Purpose:: Viral-mediated retinal gene transfer has produced dramatic restoration of retinal function in murine and canine RPE65-deficient animals. Steady progress toward clinical trials of RPE65-LCA prompted us to initiate design of an in vivo assay to verify stability of clinical grade vector.

Methods:: The rd12 mouse model of RPE65-LCA was used. A single subretinal injection of 1µl GMP AAV2-CB^SB-hRPE65 vector was delivered to one eye of 2-5 week old mutant mice (n=41) and a series of vector doses were studied: 1.0X, 0.3X, 0.1X and 0.01X dose relative to maximum (1X10¹⁰ vg/µl). Uninjected rd12 eyes and wild-type (wt) mice served as controls. Full-field ERGs to flash stimuli (range, -4.1 to +3.6 log scot-cd.s.m^-2) were performed in anesthetized, dark-adapted mice about 6 weeks after vector delivery. B-waves were measured conventionally and leading edges of photoresponses were fit with a model of rod phototransduction activation.

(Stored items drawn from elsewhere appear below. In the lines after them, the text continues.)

//! Reader for the Python-literal text found in nested CSV columns.
//!
//! Columns such as `genres` hold values like
//! `[{'id': 28, 'name': 'Action'}, {'id': 35, 'name': 'Comedy'}]`.
//! This is close to JSON but uses single quotes, `True`/`False`/`None` and
//! tuples, so it is parsed here into a [`serde_json::Value`] tree.

use serde_json::{Map, Number, Value};
use thiserror::Error;

#[derive(Debug, Clone, PartialEq, Error)]
pub enum LiteralError {
    #[error("unexpected end of input")]
    UnexpectedEnd,
    #[error("unexpected character {found:?} at offset {offset}")]
    Unexpected { found: char, offset: usize },
    #[error("invalid number {0:?}")]
    InvalidNumber(String),
    #[error("invalid escape sequence at offset {0}")]
    InvalidEscape(usize),
    #[error("trailing characters at offset {0}")]
    Trailing(usize),
    #[error("nesting deeper than {0} levels")]
    TooDeep(usize),
}

/// Containers nested deeper than this are rejected instead of recursing.
pub const MAX_DEPTH: usize = 64;

/// Parse one literal. The whole input must be consumed, surrounding
/// whitespace excepted.
pub fn parse_literal(text: &str) -> Result<Value, LiteralError> {
    let mut reader = Reader {
        chars: text.chars().collect(),
        pos: 0,
        depth: 0,
    };
    let value = reader.value()?;
    reader.skip_ws();
    if reader.pos < reader.chars.len() {
        return Err(LiteralError::Trailing(reader.pos));
    }
    Ok(value)
}

struct Reader {
    chars: Vec<char>,
    pos: usize,
    depth: usize,
}

impl Reader {
    fn peek(&self) -> Option<char> {
        self.chars.get(self.pos).copied()
    }

    fn bump(&mut self) -> Result<char, LiteralError> {
        let c = self.peek().ok_or(LiteralError::UnexpectedEnd)?;
        self.pos += 1;
        Ok(c)
    }

    fn skip_ws(&mut self) {
        while self.peek().is_some_and(char::is_whitespace) {
            self.pos += 1;
        }
    }

    fn unexpected(&self, found: char) -> LiteralError {
        LiteralError::Unexpected {
            found,
            offset: self.pos,
        }
    }

    fn value(&mut self) -> Result<Value, LiteralError> {
        self.skip_ws();
        match self.peek() {
            None => Err(LiteralError::UnexpectedEnd),
            Some(open @ ('[' | '(' | '{')) => {
                self.pos += 1;
                self.depth += 1;
                if self.depth > MAX_DEPTH {
                    return Err(LiteralError::TooDeep(MAX_DEPTH));
                }
                let value = self.container(open)?;
                self.depth -= 1;
                Ok(value)
            }
            Some(q @ ('\'' | '"')) => {
                self.pos += 1;
                self.string(q, false).map(Value::String)
            }
            Some(c) if c.is_ascii_digit() || matches!(c, '-' | '+' | '.') => self.number(),
            Some(c) if c.is_alphabetic() || c == '_' => self.keyword(),
            Some(c) => Err(self.unexpected(c)),
        }
    }

    /// Body of a list, tuple or dict whose opening bracket was consumed.
    fn container(&mut self, open: char) -> Result<Value, LiteralError> {
        match open {
            '[' => self.sequence(']').map(|(items, _)| Value::Array(items)),
            '(' => {
                let (mut items, trailing_comma) = self.sequence(')')?;
                // `(x)` is just a parenthesised value, `(x,)` is a tuple.
                if items.len() == 1 && !trailing_comma {
                    Ok(items.remove(0))
                } else {
                    Ok(Value::Array(items))
                }
            }
            _ => self.mapping(),
        }
    }

    /// Comma-separated values up to `close`. Also reports whether the last
    /// element was followed by a comma.
    fn sequence(&mut self, close: char) -> Result<(Vec<Value>, bool), LiteralError> {
        let mut items = Vec::new();
        let mut trailing_comma = false;
        loop {
            self.skip_ws();
            if self.peek() == Some(close) {
                self.pos += 1;
                return Ok((items, trailing_comma));
            }
            items.push(self.value()?);
            self.skip_ws();
            match self.bump()? {
                ',' => trailing_comma = true,
                c if c == close => return Ok((items, false)),
                c => {
                    self.pos -= 1;
                    return Err(self.unexpected(c));
                }
            }
        }
    }

    fn mapping(&mut self) -> Result<Value, LiteralError> {
        let mut map = Map::new();
        loop {
            self.skip_ws();
            if self.peek() == Some('}') {
                self.pos += 1;
                return Ok(Value::Object(map));
            }
            let key = match self.value()? {
                Value::String(s) => s,
                other => other.to_string(),
            };
            self.skip_ws();
            match self.bump()? {
                ':' => {}
                c => {
                    self.pos -= 1;
                    return Err(self.unexpected(c));
                }
            }
            let value = self.value()?;
            map.insert(key, value);
            self.skip_ws();
            match self.bump()? {
                ',' => {}
                '}' => return Ok(Value::Object(map)),
                c => {
                    self.pos -= 1;
                    return Err(self.unexpected(c));
                }
            }
        }
    }

    /// Body of a quoted string. Raw strings keep backslashes as written.
    fn string(&mut self, quote: char, raw: bool) -> Result<String, LiteralError> {
        let mut out = String::new();
        loop {
            match self.bump()? {
                c if c == quote => return Ok(out),
                '\\' if raw => {
                    out.push('\\');
                    out.push(self.bump()?);
                }
                '\\' => {
                    let start = self.pos - 1;
                    match self.bump()? {
                        '\\' => out.push('\\'),
                        '\'' => out.push('\''),
                        '"' => out.push('"'),
                        'n' => out.push('\n'),
                        't' => out.push('\t'),
                        'r' => out.push('\r'),
                        '\n' => {}
                        d @ '0'..='7' => out.push(self.octal_escape(d)),
                        'x' => out.push(self.hex_escape(2, start)?),
                        'u' => out.push(self.hex_escape(4, start)?),
                        'U' => out.push(self.hex_escape(8, start)?),
                        // Unknown escapes are kept verbatim.
                        other => {
                            out.push('\\');
                            out.push(other);
                        }
                    }
                }
                c => out.push(c),
            }
        }
    }

    /// Up to three octal digits, the first already consumed.
    fn octal_escape(&mut self, first: char) -> char {
        let mut code = first.to_digit(8).unwrap_or(0);
        for _ in 0..2 {
            match self.peek().and_then(|c| c.to_digit(8)) {
                Some(d) => {
                    code = code * 8 + d;
                    self.pos += 1;
                }
                None => break,
            }
        }
        // At most 0o777, always a valid scalar value.
        char::from_u32(code).unwrap_or(char::REPLACEMENT_CHARACTER)
    }

    fn hex_escape(&mut self, digits: usize, start: usize) -> Result<char, LiteralError> {
        let mut code = 0u32;
        for _ in 0..digits {
            let d = self
                .bump()?
                .to_digit(16)
                .ok_or(LiteralError::InvalidEscape(start))?;
            code = code * 16 + d;
        }
        char::from_u32(code).ok_or(LiteralError::InvalidEscape(start))
    }

    fn number(&mut self) -> Result<Value, LiteralError> {
        let start = self.pos;
        while self
            .peek()
            .is_some_and(|c| c.is_ascii_alphanumeric() || matches!(c, '.' | '-' | '+' | '_'))
        {
            self.pos += 1;
        }
        let raw: String = self.chars[start..self.pos].iter().collect();
        let cleaned = raw.replace('_', "");
        if let Some(int) = radix_int(&cleaned) {
            return int.map(Value::from).ok_or(LiteralError::InvalidNumber(raw));
        }
        if let Ok(i) = cleaned.parse::<i64>() {
            return Ok(Value::from(i));
        }
        cleaned
            .parse::<f64>()
            .ok()
            .filter(|f| f.is_finite())
            .and_then(Number::from_f64)
            .map(Value::Number)
            .ok_or(LiteralError::InvalidNumber(raw))
    }

    fn keyword(&mut self) -> Result<Value, LiteralError> {
        let start = self.pos;
        while self
            .peek()
            .is_some_and(|c| c.is_alphanumeric() || c == '_')
        {
            self.pos += 1;
        }
        let word: String = self.chars[start..self.pos].iter().collect();
        match word.as_str() {
            "True" => Ok(Value::Bool(true)),
            "False" => Ok(Value::Bool(false)),
            "None" => Ok(Value::Null),
            "u" | "U" | "r" | "R" => match self.peek() {
                Some(q @ ('\'' | '"')) => {
                    self.pos += 1;
                    let raw = matches!(word.as_str(), "r" | "R");
                    self.string(q, raw).map(Value::String)
                }
                _ => Err(LiteralError::Unexpected {
                    found: self.chars[start],
                    offset: start,
                }),
            },
            _ => Err(LiteralError::Unexpected {
                found: self.chars[start],
                offset: start,
            }),
        }
    }
}

/// `0x1c`, `-0o17`, `0b101`. `None` when `text` has no radix prefix,
/// `Some(None)` when it has one but the digits do not fit.
fn radix_int(text: &str) -> Option<Option<i64>> {
    let (negative, unsigned) = match text.strip_prefix('-') {
        Some(rest) => (true, rest),
        None => (false, text.strip_prefix('+').unwrap_or(text)),
    };
    let radix = match unsigned.get(..2).map(str::to_ascii_lowercase).as_deref() {
        Some("0x") => 16,
        Some("0o") => 8,
        Some("0b") => 2,
        _ => return None,
    };
    let digits = &unsigned[2..];
    if digits.is_empty() || digits.starts_with(|c| c == '+' || c == '-') {
        return Some(None);
    }
    Some(
        i64::from_str_radix(digits, radix)
            .ok()
            .map(|i| if negative { -i } else { i }),
    )
}

#[cfg(test)]
mod tests {
    use super::*;
    use serde_json::json;

    #[test]
    fn test_parses_genre_list() {
        let v = parse_literal("[{'id': 16, 'name': 'Animation'}, {'id': 35, 'name': \"Comedy\"}]")
            .unwrap();
        assert_eq!(
            v,
            json!([{"id": 16, "name": "Animation"}, {"id": 35, "name": "Comedy"}])
        );
    }

    #[test]
    fn test_keywords_and_numbers() {
        assert_eq!(
            parse_literal("[True, False, None, -3, 2.5, 1e3]").unwrap(),
            json!([true, false, null, -3, 2.5, 1000.0])
        );
    }

    #[test]
    fn test_tuples_and_parentheses() {
        assert_eq!(parse_literal("(1, 2)").unwrap(), json!([1, 2]));
        assert_eq!(parse_literal("(1,)").unwrap(), json!([1]));
        assert_eq!(parse_literal("(1)").unwrap(), json!(1));
        assert_eq!(parse_literal("()").unwrap(), json!([]));
    }

    #[test]
    fn test_escapes_inside_strings() {
        assert_eq!(
            parse_literal(r"'Children\'s Films'").unwrap(),
            json!("Children's Films")
        );
        assert_eq!(parse_literal(r"'caf\xe9'").unwrap(), json!("café"));
        assert_eq!(parse_literal(r"'a\qb'").unwrap(), json!("a\\qb"));
    }

    #[test]
    fn test_trailing_commas_are_accepted() {
        assert_eq!(parse_literal("[1, 2,]").unwrap(), json!([1, 2]));
        assert_eq!(parse_literal("{'a': 1,}").unwrap(), json!({"a": 1}));
    }

    #[test]
    fn test_non_string_keys_are_stringified() {
        assert_eq!(parse_literal("{1: 'x'}").unwrap(), json!({"1": "x"}));
    }

    #[test]
    fn test_rejects_malformed_input() {
        assert_eq!(parse_literal(""), Err(LiteralError::UnexpectedEnd));
        assert_eq!(parse_literal("[1, 2"), Err(LiteralError::UnexpectedEnd));
        assert_eq!(parse_literal("'open"), Err(LiteralError::UnexpectedEnd));
        assert!(matches!(
            parse_literal("not valid data"),
            Err(LiteralError::Unexpected { found: 'n', offset: 0 })
        ));
        assert_eq!(parse_literal("[1] [2]"), Err(LiteralError::Trailing(4)));
        assert!(matches!(
            parse_literal("{'a' 1}"),
            Err(LiteralError::Unexpected { found: '1', .. })
        ));
        assert!(matches!(parse_literal("1.2.3"), Err(LiteralError::InvalidNumber(_))));
        assert!(matches!(parse_literal("0x"), Err(LiteralError::InvalidNumber(_))));
        assert!(matches!(parse_literal("0b12"), Err(LiteralError::InvalidNumber(_))));
    }

    #[test]
    fn test_deep_nesting_is_rejected() {
        let deep = "[".repeat(200_000);
        assert_eq!(parse_literal(&deep), Err(LiteralError::TooDeep(MAX_DEPTH)));

        let closed = format!("{}{}", "[".repeat(MAX_DEPTH + 1), "]".repeat(MAX_DEPTH + 1));
        assert_eq!(parse_literal(&closed), Err(LiteralError::TooDeep(MAX_DEPTH)));

        let allowed = format!("{}{}", "[".repeat(MAX_DEPTH), "]".repeat(MAX_DEPTH));
        assert!(parse_literal(&allowed).is_ok());
    }

    #[test]
    fn test_string_prefixes() {
        assert_eq!(parse_literal("u'Action'").unwrap(), json!("Action"));
        assert_eq!(parse_literal(r"r'a\nb'").unwrap(), json!("a\\nb"));
        assert_eq!(parse_literal(r"R'it\'s'").unwrap(), json!("it\\'s"));
        assert!(parse_literal("x'Action'").is_err());
    }

    #[test]
    fn test_octal_escapes() {
        assert_eq!(parse_literal(r"'\012'").unwrap(), json!("\n"));
        assert_eq!(parse_literal(r"'\0'").unwrap(), json!("\0"));
        assert_eq!(parse_literal(r"'\1018'").unwrap(), json!("A8"));
    }

    #[test]
    fn test_radix_integers() {
        assert_eq!(parse_literal("[0x1c, 0o17, 0b101, -0X1F]").unwrap(), json!([28, 15, 5, -31]));
    }
}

Results:: Photoresponses in untreated rd12 eyes were smaller in amplitude and slower in kinetics than wt mice. B-waves were usually not detectable below an intensity of 0 log scot-cd.s.m^-2. ERG parameters did not differ in treated and untreated eyes at 0.01X dose. Treated eyes at higher doses showed a predictable dose-response relationship. There were increased photoresponse amplitudes and faster kinetics for 0.1X, 0.3X, 1.0X doses. Dose-response was evident in b-wave parameters. B-wave thresholds decreased with dose; amplitudes to a 0 log scot-cd.s.m^-2 intensity flash increased. B-wave amplitude to the 0 log scot-cd.s.m^-2 intensity provided a simple indicator for treatment success.

Conclusions:: A dark-adapted single flash ERG protocol in rd12 mice after subretinal injection of clinical grade vector can be used as an efficient bioassay to verify stability of vector function over time.